→ Data records:
+-------+
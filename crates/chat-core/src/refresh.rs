//! Field-by-field refresh of cached records from update payloads
//!
//! Each record kind carries a static table of [`FieldDescriptor`]s. An update
//! dispatch walks the table, compares the cached value against the payload and
//! writes back every field that differs, reporting one [`FieldChange`] per
//! changed field.

use serde_json::Value;

use crate::entities::{Channel, Guild, GuildMember, Message, Role, User};
use crate::value_objects::Snowflake;

/// One mutable field of a record kind
pub struct FieldDescriptor<T> {
    /// Field name as reported in change events
    pub name: &'static str,
    /// Read the field from a payload; `None` leaves the field untouched
    pub extract: fn(&Value) -> Option<Value>,
    /// Read the cached value
    pub get: fn(&T) -> Value,
    /// Write a new value
    pub set: fn(&mut T, &Value),
}

/// A single field that changed during a refresh
#[derive(Debug, Clone, PartialEq)]
pub struct FieldChange {
    pub field: &'static str,
    pub old: Value,
    pub new: Value,
}

/// Record kinds that can be refreshed from a payload
pub trait Refresh: Sized + 'static {
    /// Mutable fields of this kind
    fn fields() -> &'static [FieldDescriptor<Self>];

    /// Apply `data` to `self`, returning the fields that changed
    fn refresh(&mut self, data: &Value) -> Vec<FieldChange> {
        refresh(self, Self::fields(), data)
    }
}

/// Apply `data` to `target` through `fields`
pub fn refresh<T>(target: &mut T, fields: &[FieldDescriptor<T>], data: &Value) -> Vec<FieldChange> {
    let mut changes = Vec::new();
    for field in fields {
        let Some(new) = (field.extract)(data) else {
            continue;
        };
        let old = (field.get)(target);
        if old != new {
            (field.set)(target, &new);
            changes.push(FieldChange {
                field: field.name,
                old,
                new,
            });
        }
    }
    changes
}

// ============================================================================
// Value helpers
// ============================================================================

fn present(data: &Value, key: &str) -> Option<Value> {
    data.get(key).cloned()
}

/// Absent keys read as null
fn nullable(data: &Value, key: &str) -> Option<Value> {
    Some(data.get(key).cloned().unwrap_or(Value::Null))
}

fn string(value: &Value) -> String {
    value.as_str().unwrap_or_default().to_owned()
}

fn opt_string(value: &Value) -> Option<String> {
    value.as_str().map(str::to_owned)
}

fn boolean(value: &Value) -> bool {
    value.as_bool().unwrap_or_default()
}

fn snowflakes(value: &Value) -> Vec<Snowflake> {
    value
        .as_array()
        .map(|ids| ids.iter().filter_map(Snowflake::from_json).collect())
        .unwrap_or_default()
}

// ============================================================================
// Tables
// ============================================================================

static GUILD_FIELDS: &[FieldDescriptor<Guild>] = &[
    FieldDescriptor {
        name: "name",
        extract: |d| present(d, "name"),
        get: |g| Value::from(g.name.as_str()),
        set: |g, v| g.name = string(v),
    },
    FieldDescriptor {
        name: "icon",
        extract: |d| nullable(d, "icon"),
        get: |g| g.icon.clone().map_or(Value::Null, Value::from),
        set: |g, v| g.icon = opt_string(v),
    },
];

static CHANNEL_FIELDS: &[FieldDescriptor<Channel>] = &[
    FieldDescriptor {
        name: "name",
        extract: |d| nullable(d, "name"),
        get: |c| c.name.clone().map_or(Value::Null, Value::from),
        set: |c, v| c.name = opt_string(v),
    },
    FieldDescriptor {
        name: "topic",
        extract: |d| nullable(d, "topic"),
        get: |c| c.topic.clone().map_or(Value::Null, Value::from),
        set: |c, v| c.topic = opt_string(v),
    },
    FieldDescriptor {
        name: "position",
        extract: |d| present(d, "position"),
        get: |c| Value::from(c.position),
        set: |c, v| c.position = v.as_i64().unwrap_or_default(),
    },
];

static ROLE_FIELDS: &[FieldDescriptor<Role>] = &[
    FieldDescriptor {
        name: "name",
        extract: |d| present(d, "name"),
        get: |r| Value::from(r.name.as_str()),
        set: |r, v| r.name = string(v),
    },
    FieldDescriptor {
        name: "color",
        extract: |d| present(d, "color"),
        get: |r| Value::from(r.color),
        set: |r, v| r.color = v.as_u64().and_then(|c| u32::try_from(c).ok()).unwrap_or_default(),
    },
    FieldDescriptor {
        name: "hoist",
        extract: |d| present(d, "hoist"),
        get: |r| Value::from(r.hoist),
        set: |r, v| r.hoist = boolean(v),
    },
    FieldDescriptor {
        name: "managed",
        extract: |d| present(d, "managed"),
        get: |r| Value::from(r.managed),
        set: |r, v| r.managed = boolean(v),
    },
    FieldDescriptor {
        name: "mentionable",
        extract: |d| present(d, "mentionable"),
        get: |r| Value::from(r.mentionable),
        set: |r, v| r.mentionable = boolean(v),
    },
];

static MEMBER_FIELDS: &[FieldDescriptor<GuildMember>] = &[
    FieldDescriptor {
        name: "nick",
        extract: |d| nullable(d, "nick"),
        get: |m| m.nick.clone().map_or(Value::Null, Value::from),
        set: |m, v| m.nick = opt_string(v),
    },
    FieldDescriptor {
        name: "roles",
        extract: |d| present(d, "roles"),
        get: |m| Value::from(m.roles.iter().map(ToString::to_string).collect::<Vec<_>>()),
        set: |m, v| m.roles = snowflakes(v),
    },
];

static MESSAGE_FIELDS: &[FieldDescriptor<Message>] = &[
    // Embed-only updates omit content
    FieldDescriptor {
        name: "content",
        extract: |d| present(d, "content"),
        get: |m| Value::from(m.content.as_str()),
        set: |m, v| m.content = string(v),
    },
    FieldDescriptor {
        name: "embeds",
        extract: |d| present(d, "embeds"),
        get: |m| Value::from(m.embeds.clone()),
        set: |m, v| m.embeds = v.as_array().cloned().unwrap_or_default(),
    },
];

static USER_FIELDS: &[FieldDescriptor<User>] = &[
    FieldDescriptor {
        name: "username",
        extract: |d| present(d, "username"),
        get: |u| Value::from(u.username.as_str()),
        set: |u, v| u.username = string(v),
    },
    FieldDescriptor {
        name: "discriminator",
        extract: |d| present(d, "discriminator"),
        get: |u| Value::from(u.discriminator.as_str()),
        set: |u, v| u.discriminator = string(v),
    },
    FieldDescriptor {
        name: "avatar",
        extract: |d| nullable(d, "avatar"),
        get: |u| u.avatar.clone().map_or(Value::Null, Value::from),
        set: |u, v| u.avatar = opt_string(v),
    },
];

impl Refresh for Guild {
    fn fields() -> &'static [FieldDescriptor<Self>] {
        GUILD_FIELDS
    }
}

impl Refresh for Channel {
    fn fields() -> &'static [FieldDescriptor<Self>] {
        CHANNEL_FIELDS
    }
}

impl Refresh for Role {
    fn fields() -> &'static [FieldDescriptor<Self>] {
        ROLE_FIELDS
    }
}

impl Refresh for GuildMember {
    fn fields() -> &'static [FieldDescriptor<Self>] {
        MEMBER_FIELDS
    }
}

impl Refresh for Message {
    fn fields() -> &'static [FieldDescriptor<Self>] {
        MESSAGE_FIELDS
    }
}

impl Refresh for User {
    fn fields() -> &'static [FieldDescriptor<Self>] {
        USER_FIELDS
    }
}
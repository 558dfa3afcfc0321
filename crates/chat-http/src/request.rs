//! Prepared requests, responses, and request preparation
//!
//! Every request carries the fixed user agent; all but unauthenticated ones
//! also carry the Authorization header.

use bitflags::bitflags;
use serde_json::Value;
use std::collections::HashMap;

use crate::endpoint::{Method, Route};
use crate::error::HttpError;

/// Fixed user agent sent with every request
pub const USER_AGENT: &str = concat!(
    "DiscordBot (chat-client, ",
    env!("CARGO_PKG_VERSION"),
    ")"
);

bitflags! {
    /// Per-request options
    #[derive(Debug, Clone, Copy, PartialEq, Eq, Hash, Default)]
    pub struct RequestFlags: u8 {
        /// Send without the Authorization header
        const UNAUTHENTICATED = 0x01;
    }
}

/// A fully prepared HTTP request
#[derive(Debug, Clone, PartialEq, Eq)]
pub struct HttpRequest {
    pub method: Method,
    pub url: String,
    pub headers: Vec<(&'static str, String)>,
    /// JSON body
    pub body: Option<String>,
}

impl HttpRequest {
    /// Get a header value by name (case-insensitive)
    pub fn header(&self, name: &str) -> Option<&str> {
        self.headers
            .iter()
            .find(|(key, _)| key.eq_ignore_ascii_case(name))
            .map(|(_, value)| value.as_str())
    }
}

/// A received HTTP response with its body fully read
#[derive(Debug, Clone, PartialEq, Eq)]
pub struct HttpResponse {
    pub status: u16,
    /// Header names are stored lowercased
    pub headers: HashMap<String, String>,
    pub body: String,
}

impl HttpResponse {
    /// Create a response with no headers
    #[must_use]
    pub fn new(status: u16, body: impl Into<String>) -> Self {
        Self {
            status,
            headers: HashMap::new(),
            body: body.into(),
        }
    }

    /// Add a header
    #[must_use]
    pub fn with_header(mut self, name: &str, value: impl Into<String>) -> Self {
        self.headers.insert(name.to_ascii_lowercase(), value.into());
        self
    }

    /// Get a header value by name (case-insensitive)
    pub fn header(&self, name: &str) -> Option<&str> {
        self.headers
            .get(&name.to_ascii_lowercase())
            .map(String::as_str)
    }

    #[inline]
    pub fn is_success(&self) -> bool {
        (200..300).contains(&self.status)
    }

    #[inline]
    pub fn is_rate_limited(&self) -> bool {
        self.status == 429
    }

    /// Parse the body as JSON; an empty body yields `None`
    pub fn json(&self) -> Result<Option<Value>, HttpError> {
        if self.body.trim().is_empty() {
            return Ok(None);
        }
        Ok(Some(serde_json::from_str(&self.body)?))
    }

    /// Parse the body of a successful response; other statuses become errors
    pub fn into_json(self) -> Result<Option<Value>, HttpError> {
        if !self.is_success() {
            return Err(HttpError::Status {
                status: self.status,
                body: self.body,
            });
        }
        self.json()
    }
}

/// Turns routes into prepared requests against one API base URL
#[derive(Clone)]
pub struct RequestFactory {
    base_url: String,
    token: String,
}

impl RequestFactory {
    #[must_use]
    pub fn new(base_url: impl Into<String>, token: impl Into<String>) -> Self {
        Self {
            base_url: base_url.into().trim_end_matches('/').to_string(),
            token: token.into(),
        }
    }

    pub fn base_url(&self) -> &str {
        &self.base_url
    }

    /// Build the request for `route` with an optional JSON body
    pub fn prepare(&self, route: &Route, body: Option<&Value>, flags: RequestFlags) -> HttpRequest {
        let mut headers = Vec::with_capacity(3);
        if !flags.contains(RequestFlags::UNAUTHENTICATED) {
            headers.push(("Authorization", self.token.clone()));
        }
        headers.push(("User-Agent", USER_AGENT.to_string()));

        let body = body.map(Value::to_string);
        if body.is_some() {
            headers.push(("Content-Type", "application/json".to_string()));
        }

        HttpRequest {
            method: route.method,
            url: format!("{}{}", self.base_url, route.path),
            headers,
            body,
        }
    }
}

impl std::fmt::Debug for RequestFactory {
    fn fmt(&self, f: &mut std::fmt::Formatter<'_>) -> std::fmt::Result {
        f.debug_struct("RequestFactory")
            .field("base_url", &self.base_url)
            .finish()
    }
}

#[cfg(test)]
mod tests {
    use super::*;
    use crate::endpoint::routes;
    use chat_core::Snowflake;
    use serde_json::json;

    #[test]
    fn test_authenticated_request_headers() {
        let factory = RequestFactory::new("https://example.test/api/v6/", "Bot abc");
        let request = factory.prepare(
            &routes::send_message(Snowflake::new(5)),
            Some(&json!({"content": "hi"})),
            RequestFlags::empty(),
        );

        assert_eq!(request.url, "https://example.test/api/v6/channels/5/messages");
        assert_eq!(request.method, Method::Post);
        assert_eq!(request.header("authorization"), Some("Bot abc"));
        assert_eq!(request.header("User-Agent"), Some(USER_AGENT));
        assert_eq!(request.header("content-type"), Some("application/json"));
        assert_eq!(request.body.as_deref(), Some(r#"{"content":"hi"}"#));
    }

    #[test]
    fn test_unauthenticated_request_skips_token() {
        let factory = RequestFactory::new("https://example.test/api", "Bot abc");
        let request = factory.prepare(&routes::gateway(), None, RequestFlags::UNAUTHENTICATED);

        assert!(request.header("Authorization").is_none());
        assert!(request.header("User-Agent").is_some());
        assert!(request.body.is_none());
    }

    #[test]
    fn test_response_json() {
        let response = HttpResponse::new(200, r#"{"url":"wss://gateway.test"}"#);
        assert_eq!(
            response.into_json().unwrap(),
            Some(json!({"url": "wss://gateway.test"}))
        );

        assert_eq!(HttpResponse::new(204, "").into_json().unwrap(), None);
    }

    #[test]
    fn test_error_status_becomes_error() {
        let err = HttpResponse::new(404, r#"{"message":"Unknown Channel"}"#)
            .into_json()
            .unwrap_err();
        assert!(err.is_not_found());
    }

    #[test]
    fn test_response_headers_case_insensitive() {
        let response = HttpResponse::new(200, "").with_header("X-RateLimit-Remaining", "4");
        assert_eq!(response.header("x-ratelimit-remaining"), Some("4"));
        assert_eq!(response.header("X-RATELIMIT-REMAINING"), Some("4"));
    }
}
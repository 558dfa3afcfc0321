//! Client error type

use chat_common::ConfigError;
use chat_gateway::GatewayError;
use chat_http::HttpError;
use thiserror::Error;

/// Errors surfaced by [`Client`](crate::Client)
#[derive(Debug, Error)]
pub enum ClientError {
    #[error("Configuration error: {0}")]
    Config(#[from] ConfigError),

    #[error(transparent)]
    Http(#[from] HttpError),

    #[error(transparent)]
    Gateway(#[from] GatewayError),
}

impl ClientError {
    /// Whether the gateway had no open socket
    pub fn is_not_connected(&self) -> bool {
        matches!(self, Self::Gateway(GatewayError::NotConnected))
    }
}

/// Client result type
pub type ClientResult<T> = Result<T, ClientError>;
//! Channel entity - represents a text channel, voice channel, DM, or category

use serde::{Deserialize, Serialize};
use serde_json::Value;

use crate::error::DomainError;
use crate::value_objects::Snowflake;

/// Channel type enum
#[derive(Debug, Clone, Copy, PartialEq, Eq, Hash, Serialize, Deserialize, Default)]
#[serde(from = "u8", into = "u8")]
#[repr(u8)]
pub enum ChannelType {
    /// Guild text channel
    #[default]
    GuildText = 0,
    /// Direct message between two users
    Dm = 1,
    /// Guild voice channel
    GuildVoice = 2,
    /// Direct message between several users
    GroupDm = 3,
    /// Guild category for organizing channels
    GuildCategory = 4,
}

impl ChannelType {
    /// Get the numeric value
    #[inline]
    #[must_use]
    pub fn as_u8(self) -> u8 {
        self as u8
    }
}

impl From<u8> for ChannelType {
    fn from(value: u8) -> Self {
        match value {
            1 => Self::Dm,
            2 => Self::GuildVoice,
            3 => Self::GroupDm,
            4 => Self::GuildCategory,
            _ => Self::GuildText, // Default for 0 and unknown values
        }
    }
}

impl From<ChannelType> for u8 {
    fn from(ct: ChannelType) -> Self {
        ct as u8
    }
}

/// Channel entity
#[derive(Debug, Clone, PartialEq, Eq, Serialize, Deserialize)]
pub struct Channel {
    pub id: Snowflake,
    #[serde(rename = "type", default)]
    pub channel_type: ChannelType,
    #[serde(default)]
    pub guild_id: Option<Snowflake>,
    #[serde(default)]
    pub name: Option<String>,
    #[serde(default)]
    pub topic: Option<String>,
    #[serde(default)]
    pub position: i64,
    #[serde(default)]
    pub parent_id: Option<Snowflake>,
    /// Other participant of a DM channel
    #[serde(default, skip_deserializing)]
    pub recipient_id: Option<Snowflake>,
}

impl Channel {
    /// Create a new guild text channel
    #[must_use]
    pub fn new_text(id: Snowflake, guild_id: Snowflake, name: impl Into<String>) -> Self {
        Self {
            id,
            channel_type: ChannelType::GuildText,
            guild_id: Some(guild_id),
            name: Some(name.into()),
            topic: None,
            position: 0,
            parent_id: None,
            recipient_id: None,
        }
    }

    /// Create a new DM channel with a single recipient
    #[must_use]
    pub fn new_dm(id: Snowflake, recipient_id: Snowflake) -> Self {
        Self {
            id,
            channel_type: ChannelType::Dm,
            guild_id: None,
            name: None,
            topic: None,
            position: 0,
            parent_id: None,
            recipient_id: Some(recipient_id),
        }
    }

    /// Parse a channel object payload.
    ///
    /// `guild_id` fills in the owning guild for channels nested in a guild
    /// payload, which omit it.
    pub fn from_json(data: &Value, guild_id: Option<Snowflake>) -> Result<Self, DomainError> {
        let mut channel = Self::deserialize(data)?;
        if channel.guild_id.is_none() {
            channel.guild_id = guild_id;
        }
        channel.recipient_id = data
            .get("recipients")
            .and_then(Value::as_array)
            .and_then(|recipients| recipients.first())
            .and_then(|user| user.get("id"))
            .and_then(Snowflake::from_json);
        Ok(channel)
    }

    /// Check if this is a text channel (guild text or DM)
    #[inline]
    #[must_use]
    pub fn is_text(&self) -> bool {
        matches!(self.channel_type, ChannelType::GuildText | ChannelType::Dm)
    }

    /// Check if this is a DM channel
    #[inline]
    #[must_use]
    pub fn is_dm(&self) -> bool {
        matches!(self.channel_type, ChannelType::Dm)
    }

    /// Check if this is a guild channel
    #[inline]
    #[must_use]
    pub fn is_guild_channel(&self) -> bool {
        self.guild_id.is_some()
    }

    /// Get display name (channel name or fallback for DMs)
    #[must_use]
    pub fn display_name(&self) -> &str {
        self.name.as_deref().unwrap_or("Direct Message")
    }
}
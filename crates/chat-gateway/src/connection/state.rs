//! Session lifecycle states

use std::fmt;

/// Lifecycle state of one gateway session
#[derive(Debug, Clone, Copy, PartialEq, Eq, Hash, Default)]
pub enum SessionState {
    /// No socket and no reconnect scheduled
    #[default]
    Disconnected,
    /// Resolving the URL and opening the socket
    Connecting,
    /// Socket open; identify or resume in flight or done
    Connected,
    /// Socket lost; a resume is scheduled
    Resuming,
    /// The gateway replayed the previous session
    Resumed,
    /// Closing on request; no reconnect will follow
    Disconnecting,
}

impl SessionState {
    /// Whether a socket is open and usable
    #[inline]
    #[must_use]
    pub fn is_connected(self) -> bool {
        matches!(self, Self::Connected | Self::Resumed)
    }

    #[must_use]
    pub const fn as_str(self) -> &'static str {
        match self {
            Self::Disconnected => "DISCONNECTED",
            Self::Connecting => "CONNECTING",
            Self::Connected => "CONNECTED",
            Self::Resuming => "RESUMING",
            Self::Resumed => "RESUMED",
            Self::Disconnecting => "DISCONNECTING",
        }
    }
}

impl fmt::Display for SessionState {
    fn fmt(&self, f: &mut fmt::Formatter<'_>) -> fmt::Result {
        f.write_str(self.as_str())
    }
}
//! Role entity - represents a guild role

use serde::{Deserialize, Serialize};
use serde_json::Value;

use crate::error::DomainError;
use crate::value_objects::Snowflake;

/// Role entity
#[derive(Debug, Clone, PartialEq, Eq, Serialize, Deserialize)]
pub struct Role {
    pub id: Snowflake,
    #[serde(default)]
    pub guild_id: Snowflake,
    #[serde(default)]
    pub name: String,
    #[serde(default)]
    pub color: u32,
    #[serde(default)]
    pub hoist: bool,
    #[serde(default)]
    pub position: i64,
    #[serde(default)]
    pub permissions: u64,
    #[serde(default)]
    pub managed: bool,
    #[serde(default)]
    pub mentionable: bool,
}

impl Role {
    /// Create a new Role
    #[must_use]
    pub fn new(id: Snowflake, guild_id: Snowflake, name: impl Into<String>) -> Self {
        Self {
            id,
            guild_id,
            name: name.into(),
            color: 0,
            hoist: false,
            position: 0,
            permissions: 0,
            managed: false,
            mentionable: false,
        }
    }

    /// Parse a role object payload belonging to `guild_id`
    pub fn from_json(data: &Value, guild_id: Snowflake) -> Result<Self, DomainError> {
        let mut role = Self::deserialize(data)?;
        role.guild_id = guild_id;
        Ok(role)
    }

    /// The @everyone role shares its id with the guild
    #[inline]
    pub fn is_everyone(&self) -> bool {
        self.id == self.guild_id
    }

    /// Compare role positions for hierarchy (higher position = more authority)
    #[inline]
    pub fn is_higher_than(&self, other: &Role) -> bool {
        self.position > other.position
    }
}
+-------+
→ What you are asked to do: Wherever the string "recipients" is found in the entries, copy the line it sits in.

→ Exercise solution:
            .get("recipients")
            .and_then(|recipients| recipients.first())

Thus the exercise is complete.